**What you need to do:** Below is the data. Give it again, complete and exact.

(Records from a data source)
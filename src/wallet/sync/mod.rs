//! Wallet Synchronization Module
//!
//! This module provides all the core logic and services for synchronizing wallet history with a
//! UTXO chain and with EVM token ledgers. It is composed of several submodules, each responsible
//! for a specific aspect of the sync process:
//!
//! - `orchestrator`: Per-account actor that owns sync state and dispatches events to handlers.
//! - `events`: Event types, the handler trait and the dispatcher.
//! - `consensus`: Consensus and visibility transitions that invalidate or resync a session.
//! - `discovery`: Gap-limit scanning and derivation-continuity checks.
//! - `utxo_sync`: Per-address history fetching for the UTXO chain.
//! - `log_classifier`: Decoding and classification of EVM Transfer logs.
//! - `evm_scanner`: Backward block-range scans reconciled against on-chain counters.
//! - `progress_tracker`: In-flight fetch accounting and session statistics.
//! - `repositories` and `state_persistence`: Saving history and scan checkpoints.

/// Consensus-driven invalidation
pub mod consensus;
/// Gap-limit address discovery
pub mod discovery;
/// Event system for decoupled communication during sync
pub mod events;
/// Backward EVM log scanning
pub mod evm_scanner;
/// Transfer log decoding and classification
pub mod log_classifier;
/// Main coordinator for the wallet sync process
pub mod orchestrator;
/// Tracks synchronization progress and statistics
pub mod progress_tracker;
/// Persistence repositories
pub mod repositories;
/// Persistence service used by the handlers
pub mod state_persistence;
/// UTXO-chain history synchronizer
pub mod utxo_sync;

pub use orchestrator::*;
/// Render a base-unit amount with `decimals` fractional digits, trimming trailing zeros.
pub fn format_token_amount(amount: u128, decimals: u32) -> String {
    if decimals == 0 {
        return amount.to_string();
    }
    let Some(scale) = 10u128.checked_pow(decimals) else {
        return format!("0.{:0>width$}", amount, width = decimals as usize);
    };

    let whole = amount / scale;
    let fraction = amount % scale;
    if fraction == 0 {
        return whole.to_string();
    }

    let digits = format!("{:0>width$}", fraction, width = decimals as usize);
    format!("{}.{}", whole, digits.trim_end_matches('0'))
}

**Exercise solution:**
filename src/wallet/sync/mod.rs
//! Wallet Synchronization Module
//!
//! This module provides all the core logic and services for synchronizing wallet history with a
//! UTXO chain and with EVM token ledgers. It is composed of several submodules, each responsible
//! for a specific aspect of the sync process:
//!
//! - `orchestrator`: Per-account actor that owns sync state and dispatches events to handlers.
//! - `events`: Event types, the handler trait and the dispatcher.
//! - `consensus`: Consensus and visibility transitions that invalidate or resync a session.
//! - `discovery`: Gap-limit scanning and derivation-continuity checks.
//! - `utxo_sync`: Per-address history fetching for the UTXO chain.
//! - `log_classifier`: Decoding and classification of EVM Transfer logs.
//! - `evm_scanner`: Backward block-range scans reconciled against on-chain counters.
//! - `progress_tracker`: In-flight fetch accounting and session statistics.
//! - `repositories` and `state_persistence`: Saving history and scan checkpoints.

/// Consensus-driven invalidation
pub mod consensus;
/// Gap-limit address discovery
pub mod discovery;
/// Event system for decoupled communication during sync
pub mod events;
/// Backward EVM log scanning
pub mod evm_scanner;
/// Transfer log decoding and classification
pub mod log_classifier;
/// Main coordinator for the wallet sync process
pub mod orchestrator;
/// Tracks synchronization progress and statistics
pub mod progress_tracker;
/// Persistence repositories
pub mod repositories;
/// Persistence service used by the handlers
pub mod state_persistence;
/// UTXO-chain history synchronizer
pub mod utxo_sync;

pub use orchestrator::*;
/// Render a base-unit amount with `decimals` fractional digits, trimming trailing zeros.
pub fn format_token_amount(amount: u128, decimals: u32) -> String {
    if decimals == 0 {
        return amount.to_string();
    }
    let Some(scale) = 10u128.checked_pow(decimals) else {
        return format!("0.{:0>width$}", amount, width = decimals as usize);
    };

    let whole = amount / scale;
    let fraction = amount % scale;
    if fraction == 0 {
        return whole.to_string();
    }

    let digits = format!("{:0>width$}", fraction, width = decimals as usize);
    format!("{}.{}", whole, digits.trim_end_matches('0'))
}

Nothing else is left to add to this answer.